In April 2011, a splash screen appeared on the band's website, that contained a distorted Autobot image and a snippet from "Iridescent" (this is no longer available). A few days later, Mike Shinoda, one of the band's lead vocalists, confirmed that the song will be the fourth single from A Thousand Suns. He also confirmed that a shorter version was made for the film Transformers: Dark of the Moon, which is circulating around the internet. Shinoda said that the collaboration began when Michael Bay, the director of the film series, phoned him about the possibility of the band continuing their run with songs paired with the Transformers films (having chosen "What I've Done" for the first film and having recorded "New Divide" specifically for the second). Shinoda decided to put "Iridescent" in the film due to the fact it was a fan favorite and called it a "natural fit", despite the song not being an "in-your-face" kind of tune.

The film's composer, Steve Jablonsky, who is a longtime fan of the band, agreed with the choice, saying that the song fit well with his score, as well as the film's story. Both Shinoda and Jablonsky agree that the song is an appropriate choice for the film, since the film is described to be more "positive" than the previous films and is consistent with where the band is at (learning from mistakes; going in different directions).

"Iridescent" is a rock ballad about hope in the midst of chaos and sadness. The album version of the song starts segued from the previous track "Wisdom, Justice and Love" as an A minor in piano with Mike Shinoda's verses as well, while the chorus are sung in C major and up until the end of the song where it segues to the next track "Fallout".
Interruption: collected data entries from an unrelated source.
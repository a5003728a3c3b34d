use anyhow::{Context, Result};
use clap::Parser;
use cnc_bridge::config::LogConfig;
use cnc_bridge::poller;
use cnc_bridge::{AppContext, BridgeConfig, CommandDispatcher, ControlLink, SimulatedMachine};
use cnc_bridge_shared::{CommandResult, ErrorEvent, MachineIni, Reply, Severity};
use serde::Deserialize;
use serde_json::Value;
use std::path::PathBuf;
use std::sync::Arc;
use tokio::io::{AsyncBufReadExt, AsyncWriteExt, BufReader};

use tracing::{debug, error, info, warn};
use tracing_subscriber::{fmt, prelude::*, EnvFilter};

/// Bridge between a CNC controller and remote clients
#[derive(Parser, Debug)]
#[command(name = "cnc-bridge", version, about)]
struct Cli {
    /// Bridge configuration file (TOML)
    #[arg(short, long)]
    config: Option<PathBuf>,

    /// Controller INI file, overrides `controller.ini_path`
    #[arg(long)]
    ini: Option<PathBuf>,
}

/// One console request: `{"command": "home_axis", "args": {"axis_number": 0}}`
#[derive(Debug, Deserialize)]
struct ConsoleRequest {
    command: String,
    #[serde(default)]
    args: Value,
}

#[tokio::main]
async fn main() -> Result<()> {
    let cli = Cli::parse();

    let mut config = match &cli.config {
        Some(path) => BridgeConfig::load(path)?,
        None => BridgeConfig::default(),
    };
    if let Some(ini) = cli.ini {
        config.controller.ini_path = Some(ini);
    }

    init_tracing(&config.log);

    info!("CNC bridge starting: {}", config.controller.name);

    let ini = match &config.controller.ini_path {
        Some(path) => {
            info!("  Controller INI: {}", path.display());
            MachineIni::load(path).context("Failed to load controller INI")?
        }
        None => {
            warn!("No controller INI configured, machine description is empty");
            MachineIni::default()
        }
    };
    let axes = ini
        .find("TRAJ", "AXES")
        .and_then(|v| v.parse().ok())
        .unwrap_or(0);

    let link: Arc<dyn ControlLink> = Arc::new(SimulatedMachine::new(
        config.controller.name.clone(),
        axes,
    ));
    info!("Controller link: {} ({} axes)", link.name(), axes);

    let ctx = Arc::new(AppContext::new(
        link,
        &ini,
        config.controller.staging_dir.clone(),
        config.controller.start_timeout(),
    ));

    // Controller messages end up in the bridge log as well
    ctx.observers
        .subscribe_errors(Arc::new(|event: &ErrorEvent| -> anyhow::Result<()> {
            match event.severity {
                Severity::Error => error!("[CNC] #{} {}", event.id, event.text),
                Severity::Info => info!("[CNC] #{} {}", event.id, event.text),
            }
            Ok(())
        }));

    let dispatcher = Arc::new(CommandDispatcher::new(ctx.clone()));

    if config.controller.autostart {
        let reply = dispatcher.handle_command("start_cnc", Value::Null).await;
        if !reply.result.is_ok() {
            warn!("Autostart failed: {}", reply.result.text);
        }
    }

    let polling = poller::start_polling(
        ctx.status_poller.clone(),
        ctx.error_poller.clone(),
        config.polling.status_interval(),
        config.polling.error_interval(),
    );

    let console_dispatcher = dispatcher.clone();
    tokio::spawn(async move {
        if let Err(e) = run_console(console_dispatcher).await {
            error!("Console failed: {}", e);
        }
    });

    tokio::signal::ctrl_c()
        .await
        .context("Failed to listen for shutdown signal")?;

    info!("Shutting down");
    polling.stop();
    Ok(())
}

fn init_tracing(log: &LogConfig) {
    let filter =
        EnvFilter::try_from_default_env().unwrap_or_else(|_| EnvFilter::new(&log.level));
    let registry = tracing_subscriber::registry().with(filter);

    if log.json {
        registry.with(fmt::layer().json()).init();
    } else {
        registry.with(fmt::layer()).init();
    }
}

/// Line-oriented JSON console on stdin/stdout: one request per line, one reply per line
async fn run_console(dispatcher: Arc<CommandDispatcher>) -> Result<()> {
    let mut lines = BufReader::new(tokio::io::stdin()).lines();
    let mut stdout = tokio::io::stdout();

    while let Some(line) = lines.next_line().await? {
        let line = line.trim();
        if line.is_empty() {
            continue;
        }

        let reply = match serde_json::from_str::<ConsoleRequest>(line) {
            Ok(request) => {
                debug!("[CONSOLE] {}", request.command);
                dispatcher
                    .handle_command(&request.command, request.args)
                    .await
                    .to_json()
            }
            Err(e) => {
                warn!("[CONSOLE] Malformed request: {}", e);
                Reply::from(CommandResult::invalid_args(e.to_string())).to_json()
            }
        };

        let mut out = reply.to_string();
        out.push('\n');
        stdout.write_all(out.as_bytes()).await?;
        stdout.flush().await?;
    }

    debug!("[CONSOLE] stdin closed");
    Ok(())
}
Hans Zimmer has collaborated with Steve Jablonsky and Linkin Park to incorporate the song into the film's score. It appears multiple times, primarily its synth and piano debut, modified to fit the tone of the scenes in which they are featured.

The first time it is played, Sam discovers Carly has been given a new car. The second time, it appears to be toned down to G minor with the piano as Sam Witwicky regroups with the Autobots. The third time it appears is when Sam gets couple counseling from his parents, though as an A minor. The fourth, when Sam and Epps infiltrate Chicago, was also in A minor with Shinoda's vocals. These appearances are marked by the merging of the song's theme as well as themes taken from this movie and the two previous ones' scores.

The final time it is played, it is introduced as the first verse's instrumental in A minor and then continues playing in its single edit as the credits roll however the chorus is cut shorter and then proceeds to the "Let it go" bridge.

The single edit is a minute shorter than the album version, this is due to the cutting of parts of the third verse and other parts of the songs. Some instruments' parts are removed or added for instance, drum beats are added at the beginning which were not present in the album version, the third chorus sung by all six members is cut and directly leads to the bridge "Let it go" and to the fourth final chorus with a part of the piano cut shorter.

Just like their previous single, "Burning in the Skies", Shinoda sings the verses while lead vocalist Chester Bennington sings the chorus and backup vocals on the verses. On the third chorus of the song, all six band members sing together.

Some LPTVs (behind-the-scenes footage) show the creation and development of "Iridescent", such as the inclusion of gang vocals in the third chorus of the song and the initial discussion about the song.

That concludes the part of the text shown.